[Stored data]
☆ ☆ ☆
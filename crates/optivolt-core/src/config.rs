//! Configuration types for target environments

use std::collections::BTreeMap;

use serde::{Deserialize, Serialize};

use crate::error::ValidationIssue;

/// Username sentinel that resolves to the invoking local user
pub const CURRENT_USER: &str = "current";

/// Default SSH port
pub const DEFAULT_PORT: u16 = 22;

/// Default private key location, tilde-expanded at use time
pub const DEFAULT_CREDENTIAL_REF: &str = "~/.ssh/id_rsa";

const LOCAL_HOSTNAMES: [&str; 3] = ["localhost", "127.0.0.1", "::1"];

/// Connection parameters for a single target environment
#[derive(Debug, Clone, PartialEq, Eq, Serialize, Deserialize)]
#[serde(rename_all = "camelCase")]
pub struct HostConfig {
    /// Logical name, used for local-vs-remote classification
    #[serde(default)]
    pub hostname: String,
    /// Address dialed for remote execution (falls back to `hostname` when empty)
    #[serde(default, alias = "ip", alias = "addr")]
    pub address: String,
    /// SSH port
    #[serde(default = "default_port")]
    pub port: u16,
    /// Remote principal, or [`CURRENT_USER`]
    #[serde(default, alias = "user")]
    pub username: String,
    /// Path to the private key
    #[serde(
        rename = "privateKeyPath",
        alias = "credentialRef",
        alias = "sshKey",
        default = "default_credential_ref"
    )]
    pub credential_ref: String,
    /// Directory commands run in
    #[serde(default, alias = "workdir")]
    pub working_directory: String,
}

fn default_port() -> u16 {
    DEFAULT_PORT
}

fn default_credential_ref() -> String {
    DEFAULT_CREDENTIAL_REF.to_string()
}

impl Default for HostConfig {
    fn default() -> Self {
        Self {
            hostname: String::new(),
            address: String::new(),
            port: DEFAULT_PORT,
            username: String::new(),
            credential_ref: default_credential_ref(),
            working_directory: String::new(),
        }
    }
}

impl HostConfig {
    /// Create a config with the required fields and defaults for the rest
    pub fn new(hostname: impl Into<String>, username: impl Into<String>) -> Self {
        Self {
            hostname: hostname.into(),
            username: username.into(),
            ..Self::default()
        }
    }

    /// Set the dialed address
    #[must_use]
    pub fn with_address(mut self, address: impl Into<String>) -> Self {
        self.address = address.into();
        self
    }

    /// Set custom port
    #[must_use]
    pub fn with_port(mut self, port: u16) -> Self {
        self.port = port;
        self
    }

    /// Set private key path
    #[must_use]
    pub fn with_credential_ref(mut self, path: impl Into<String>) -> Self {
        self.credential_ref = path.into();
        self
    }

    /// Set working directory
    #[must_use]
    pub fn with_working_directory(mut self, dir: impl Into<String>) -> Self {
        self.working_directory = dir.into();
        self
    }

    /// Check the config, collecting every problem found
    ///
    /// # Errors
    /// Returns the list of issues when the config must not reach a channel
    pub fn validate(&self) -> Result<(), Vec<ValidationIssue>> {
        let mut issues = Vec::new();

        if self.hostname.trim().is_empty() {
            issues.push(ValidationIssue::EmptyHostname);
        }
        if self.port == 0 {
            issues.push(ValidationIssue::PortOutOfRange(self.port));
        }
        if self.username.trim().is_empty() {
            issues.push(ValidationIssue::EmptyUsername);
        }

        if issues.is_empty() {
            Ok(())
        } else {
            Err(issues)
        }
    }

    /// Whether [`HostConfig::validate`] passes
    #[must_use]
    pub fn is_valid(&self) -> bool {
        self.validate().is_ok()
    }

    /// Whether this environment runs on the local machine
    #[must_use]
    pub fn is_local(&self) -> bool {
        is_local(&self.hostname)
    }

    /// Address to dial, falling back to the hostname
    #[must_use]
    pub fn dial_address(&self) -> &str {
        if self.address.trim().is_empty() {
            &self.hostname
        } else {
            &self.address
        }
    }

    /// Whether the username is the [`CURRENT_USER`] sentinel
    #[must_use]
    pub fn uses_current_user(&self) -> bool {
        self.username == CURRENT_USER
    }
}

/// Case-insensitive match against the loopback names
#[must_use]
pub fn is_local(hostname: &str) -> bool {
    LOCAL_HOSTNAMES
        .iter()
        .any(|local| hostname.eq_ignore_ascii_case(local))
}

/// Parsed configuration document
#[derive(Debug, Clone, Default, PartialEq, Eq, Serialize, Deserialize)]
pub struct ConfigDocument {
    /// Environment name to connection parameters
    #[serde(alias = "hosts")]
    pub environments: BTreeMap<String, HostConfig>,
    /// Optional script overrides keyed by `<environment>_<action>`
    #[serde(default)]
    pub scripts: BTreeMap<String, String>,
}

impl ConfigDocument {
    /// Names of all configured environments, sorted
    #[must_use]
    pub fn environment_names(&self) -> Vec<String> {
        self.environments.keys().cloned().collect()
    }

    /// Script override for an environment action, e.g. `docker_deploy`
    #[must_use]
    pub fn script(&self, environment: &str, action: &str) -> Option<&str> {
        self.scripts
            .get(&format!("{environment}_{action}"))
            .map(String::as_str)
    }
}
☆ ☆ ☆
• Your instructions: In exact wording, restate the lines of the data above from the first through the one holding "at use time", and stop after that line.

• Solution to the exercise:
filename crates/optivolt-core/src/config.rs
//! Configuration types for target environments

use std::collections::BTreeMap;

use serde::{Deserialize, Serialize};

use crate::error::ValidationIssue;

/// Username sentinel that resolves to the invoking local user
pub const CURRENT_USER: &str = "current";

/// Default SSH port
pub const DEFAULT_PORT: u16 = 22;

/// Default private key location, tilde-expanded at use time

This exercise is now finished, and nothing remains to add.